***** Raw data
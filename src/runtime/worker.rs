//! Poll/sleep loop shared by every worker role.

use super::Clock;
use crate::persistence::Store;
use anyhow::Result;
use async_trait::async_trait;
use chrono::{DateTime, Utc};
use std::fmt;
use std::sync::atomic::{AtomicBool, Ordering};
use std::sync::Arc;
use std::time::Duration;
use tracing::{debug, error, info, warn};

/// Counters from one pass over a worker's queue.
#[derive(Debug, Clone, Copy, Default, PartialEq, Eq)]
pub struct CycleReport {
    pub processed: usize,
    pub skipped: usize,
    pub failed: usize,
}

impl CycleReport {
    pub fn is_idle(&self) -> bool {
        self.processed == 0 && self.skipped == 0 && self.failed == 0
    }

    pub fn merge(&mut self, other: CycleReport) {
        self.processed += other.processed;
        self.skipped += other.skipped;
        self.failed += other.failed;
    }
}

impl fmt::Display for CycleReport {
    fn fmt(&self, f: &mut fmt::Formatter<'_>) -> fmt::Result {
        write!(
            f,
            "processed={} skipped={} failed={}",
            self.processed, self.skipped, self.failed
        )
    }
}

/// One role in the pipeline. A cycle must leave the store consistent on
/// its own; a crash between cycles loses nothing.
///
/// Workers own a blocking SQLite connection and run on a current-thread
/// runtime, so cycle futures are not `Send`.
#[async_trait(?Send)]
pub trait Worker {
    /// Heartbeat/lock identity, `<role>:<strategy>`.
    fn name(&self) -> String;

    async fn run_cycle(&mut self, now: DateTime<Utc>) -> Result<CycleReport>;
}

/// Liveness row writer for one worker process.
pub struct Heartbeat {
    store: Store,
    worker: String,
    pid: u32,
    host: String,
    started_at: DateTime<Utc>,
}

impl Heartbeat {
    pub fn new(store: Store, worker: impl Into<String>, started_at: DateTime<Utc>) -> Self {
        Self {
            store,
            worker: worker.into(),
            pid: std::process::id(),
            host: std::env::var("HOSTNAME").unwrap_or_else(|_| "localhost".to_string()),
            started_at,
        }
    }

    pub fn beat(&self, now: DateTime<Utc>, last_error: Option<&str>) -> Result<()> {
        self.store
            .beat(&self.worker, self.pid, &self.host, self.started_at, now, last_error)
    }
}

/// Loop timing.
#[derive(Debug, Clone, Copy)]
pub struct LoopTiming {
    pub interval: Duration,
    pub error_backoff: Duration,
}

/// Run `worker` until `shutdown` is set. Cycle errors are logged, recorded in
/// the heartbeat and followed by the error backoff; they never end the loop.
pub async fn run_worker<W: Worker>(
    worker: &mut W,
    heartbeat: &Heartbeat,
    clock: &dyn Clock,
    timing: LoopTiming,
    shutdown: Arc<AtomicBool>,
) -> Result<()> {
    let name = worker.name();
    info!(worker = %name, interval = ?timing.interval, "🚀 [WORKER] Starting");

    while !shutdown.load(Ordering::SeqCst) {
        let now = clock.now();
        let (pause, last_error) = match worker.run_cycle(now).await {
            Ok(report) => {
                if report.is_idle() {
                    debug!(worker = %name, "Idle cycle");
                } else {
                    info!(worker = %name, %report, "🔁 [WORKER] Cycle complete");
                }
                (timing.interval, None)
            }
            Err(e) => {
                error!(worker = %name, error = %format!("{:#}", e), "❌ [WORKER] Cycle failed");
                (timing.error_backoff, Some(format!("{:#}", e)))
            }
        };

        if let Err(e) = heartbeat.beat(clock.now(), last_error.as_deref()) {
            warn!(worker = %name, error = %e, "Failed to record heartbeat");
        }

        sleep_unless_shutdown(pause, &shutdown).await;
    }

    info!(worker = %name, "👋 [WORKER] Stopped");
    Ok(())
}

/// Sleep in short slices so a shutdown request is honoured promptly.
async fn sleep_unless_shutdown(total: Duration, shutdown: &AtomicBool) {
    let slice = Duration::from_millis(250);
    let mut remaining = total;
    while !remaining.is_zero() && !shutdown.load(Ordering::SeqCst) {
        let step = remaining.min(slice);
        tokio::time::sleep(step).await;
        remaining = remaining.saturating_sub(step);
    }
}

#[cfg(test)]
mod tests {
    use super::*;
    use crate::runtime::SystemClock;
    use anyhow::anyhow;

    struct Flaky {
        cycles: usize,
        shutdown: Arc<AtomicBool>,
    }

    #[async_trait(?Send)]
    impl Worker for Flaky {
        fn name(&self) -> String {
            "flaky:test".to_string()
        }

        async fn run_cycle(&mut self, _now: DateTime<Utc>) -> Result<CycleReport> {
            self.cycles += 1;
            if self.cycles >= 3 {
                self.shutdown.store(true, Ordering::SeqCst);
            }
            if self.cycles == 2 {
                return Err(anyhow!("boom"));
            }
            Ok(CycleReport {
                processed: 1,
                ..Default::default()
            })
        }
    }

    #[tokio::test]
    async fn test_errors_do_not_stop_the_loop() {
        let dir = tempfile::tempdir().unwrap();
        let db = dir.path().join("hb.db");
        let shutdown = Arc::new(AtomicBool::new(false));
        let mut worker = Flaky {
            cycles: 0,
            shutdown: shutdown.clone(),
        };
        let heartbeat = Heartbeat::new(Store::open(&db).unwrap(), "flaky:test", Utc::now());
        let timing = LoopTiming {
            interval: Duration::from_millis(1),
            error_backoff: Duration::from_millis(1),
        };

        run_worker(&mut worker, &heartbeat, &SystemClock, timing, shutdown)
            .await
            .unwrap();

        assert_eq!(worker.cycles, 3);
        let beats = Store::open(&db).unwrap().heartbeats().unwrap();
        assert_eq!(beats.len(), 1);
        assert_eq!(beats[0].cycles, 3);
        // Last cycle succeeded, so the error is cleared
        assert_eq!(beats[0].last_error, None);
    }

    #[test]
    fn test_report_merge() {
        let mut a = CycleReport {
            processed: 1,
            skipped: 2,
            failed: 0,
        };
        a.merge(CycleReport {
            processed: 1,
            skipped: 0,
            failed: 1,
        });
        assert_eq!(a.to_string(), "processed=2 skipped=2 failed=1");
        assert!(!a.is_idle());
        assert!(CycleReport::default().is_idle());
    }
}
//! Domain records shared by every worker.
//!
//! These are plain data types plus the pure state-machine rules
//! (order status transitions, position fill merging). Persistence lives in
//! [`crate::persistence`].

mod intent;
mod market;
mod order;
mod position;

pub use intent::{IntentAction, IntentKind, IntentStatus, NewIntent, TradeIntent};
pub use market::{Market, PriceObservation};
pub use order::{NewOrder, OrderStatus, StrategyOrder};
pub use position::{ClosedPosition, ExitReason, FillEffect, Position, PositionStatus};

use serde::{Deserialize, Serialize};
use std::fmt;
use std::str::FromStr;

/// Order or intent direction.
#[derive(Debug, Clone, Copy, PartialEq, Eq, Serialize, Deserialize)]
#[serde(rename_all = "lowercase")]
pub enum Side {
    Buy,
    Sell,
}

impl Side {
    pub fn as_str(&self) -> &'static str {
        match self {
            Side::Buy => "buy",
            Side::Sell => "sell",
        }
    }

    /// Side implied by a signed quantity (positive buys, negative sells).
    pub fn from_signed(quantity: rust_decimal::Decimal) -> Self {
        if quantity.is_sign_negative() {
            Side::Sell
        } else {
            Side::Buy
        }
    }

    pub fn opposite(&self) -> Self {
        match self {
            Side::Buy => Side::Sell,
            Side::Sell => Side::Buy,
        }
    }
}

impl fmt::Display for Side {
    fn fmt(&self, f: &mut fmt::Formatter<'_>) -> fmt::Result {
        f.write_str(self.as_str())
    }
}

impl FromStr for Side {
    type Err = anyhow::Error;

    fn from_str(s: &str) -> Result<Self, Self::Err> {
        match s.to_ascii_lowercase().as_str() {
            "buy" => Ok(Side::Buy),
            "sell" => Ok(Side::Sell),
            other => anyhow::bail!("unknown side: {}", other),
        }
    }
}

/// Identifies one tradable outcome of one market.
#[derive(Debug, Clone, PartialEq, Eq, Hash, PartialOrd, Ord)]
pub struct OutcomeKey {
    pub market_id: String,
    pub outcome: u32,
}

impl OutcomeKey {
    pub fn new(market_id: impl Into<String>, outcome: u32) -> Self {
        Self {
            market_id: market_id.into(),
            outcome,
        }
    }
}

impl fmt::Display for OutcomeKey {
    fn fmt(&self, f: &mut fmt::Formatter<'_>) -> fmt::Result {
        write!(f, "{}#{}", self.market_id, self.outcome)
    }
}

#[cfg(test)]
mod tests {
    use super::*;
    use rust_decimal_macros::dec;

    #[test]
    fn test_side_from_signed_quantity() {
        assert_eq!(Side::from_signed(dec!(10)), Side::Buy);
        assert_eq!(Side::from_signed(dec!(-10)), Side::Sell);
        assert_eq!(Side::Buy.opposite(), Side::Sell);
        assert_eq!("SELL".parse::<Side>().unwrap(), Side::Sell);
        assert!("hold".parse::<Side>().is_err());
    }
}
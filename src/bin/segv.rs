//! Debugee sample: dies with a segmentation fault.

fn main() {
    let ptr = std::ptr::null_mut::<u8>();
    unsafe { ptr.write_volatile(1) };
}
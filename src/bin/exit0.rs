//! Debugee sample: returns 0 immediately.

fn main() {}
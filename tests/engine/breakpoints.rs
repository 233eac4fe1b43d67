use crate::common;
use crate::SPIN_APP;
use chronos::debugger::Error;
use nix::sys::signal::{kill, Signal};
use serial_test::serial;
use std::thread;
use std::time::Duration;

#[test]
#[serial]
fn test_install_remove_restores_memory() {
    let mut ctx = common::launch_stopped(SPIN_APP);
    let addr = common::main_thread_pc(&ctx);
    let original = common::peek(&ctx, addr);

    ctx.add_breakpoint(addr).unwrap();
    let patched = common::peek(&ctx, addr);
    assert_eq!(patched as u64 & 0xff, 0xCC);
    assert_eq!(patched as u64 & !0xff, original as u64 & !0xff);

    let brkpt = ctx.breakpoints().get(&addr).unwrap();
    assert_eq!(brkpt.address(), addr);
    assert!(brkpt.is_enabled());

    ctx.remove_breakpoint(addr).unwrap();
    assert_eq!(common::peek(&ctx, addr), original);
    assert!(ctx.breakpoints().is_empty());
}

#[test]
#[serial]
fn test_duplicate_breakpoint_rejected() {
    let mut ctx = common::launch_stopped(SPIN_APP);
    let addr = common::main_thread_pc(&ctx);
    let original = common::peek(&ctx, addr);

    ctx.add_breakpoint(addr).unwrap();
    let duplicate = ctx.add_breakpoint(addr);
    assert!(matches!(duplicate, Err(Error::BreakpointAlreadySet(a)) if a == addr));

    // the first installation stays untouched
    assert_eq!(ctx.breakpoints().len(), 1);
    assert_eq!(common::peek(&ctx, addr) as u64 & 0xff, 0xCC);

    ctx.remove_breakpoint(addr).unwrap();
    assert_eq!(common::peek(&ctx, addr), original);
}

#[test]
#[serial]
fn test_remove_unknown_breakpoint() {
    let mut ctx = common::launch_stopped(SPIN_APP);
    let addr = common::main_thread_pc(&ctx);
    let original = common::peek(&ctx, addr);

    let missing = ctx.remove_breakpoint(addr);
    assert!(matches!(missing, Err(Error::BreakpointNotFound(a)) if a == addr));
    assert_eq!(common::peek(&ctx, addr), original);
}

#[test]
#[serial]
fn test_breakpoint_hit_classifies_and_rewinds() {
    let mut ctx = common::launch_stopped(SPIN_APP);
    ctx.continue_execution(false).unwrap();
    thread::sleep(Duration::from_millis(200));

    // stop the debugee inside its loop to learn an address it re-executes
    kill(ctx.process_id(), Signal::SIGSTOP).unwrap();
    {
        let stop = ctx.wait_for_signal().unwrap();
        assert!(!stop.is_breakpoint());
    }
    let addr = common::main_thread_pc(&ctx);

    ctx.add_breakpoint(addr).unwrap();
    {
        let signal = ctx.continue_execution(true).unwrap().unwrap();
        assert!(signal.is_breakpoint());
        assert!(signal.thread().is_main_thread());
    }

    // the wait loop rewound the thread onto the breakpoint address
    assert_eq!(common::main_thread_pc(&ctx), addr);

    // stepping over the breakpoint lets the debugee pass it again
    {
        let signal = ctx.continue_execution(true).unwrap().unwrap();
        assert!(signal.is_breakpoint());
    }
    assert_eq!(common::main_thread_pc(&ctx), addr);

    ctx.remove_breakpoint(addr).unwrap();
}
**********
About this exercise: Pull out all lines from the entries above that include the word "DateTime".

Solution for this problem:
use chrono::{DateTime, Utc};
    async fn run_cycle(&mut self, now: DateTime<Utc>) -> Result<CycleReport>;
    started_at: DateTime<Utc>,
    pub fn new(store: Store, worker: impl Into<String>, started_at: DateTime<Utc>) -> Self {
    pub fn beat(&self, now: DateTime<Utc>, last_error: Option<&str>) -> Result<()> {
        async fn run_cycle(&mut self, _now: DateTime<Utc>) -> Result<CycleReport> {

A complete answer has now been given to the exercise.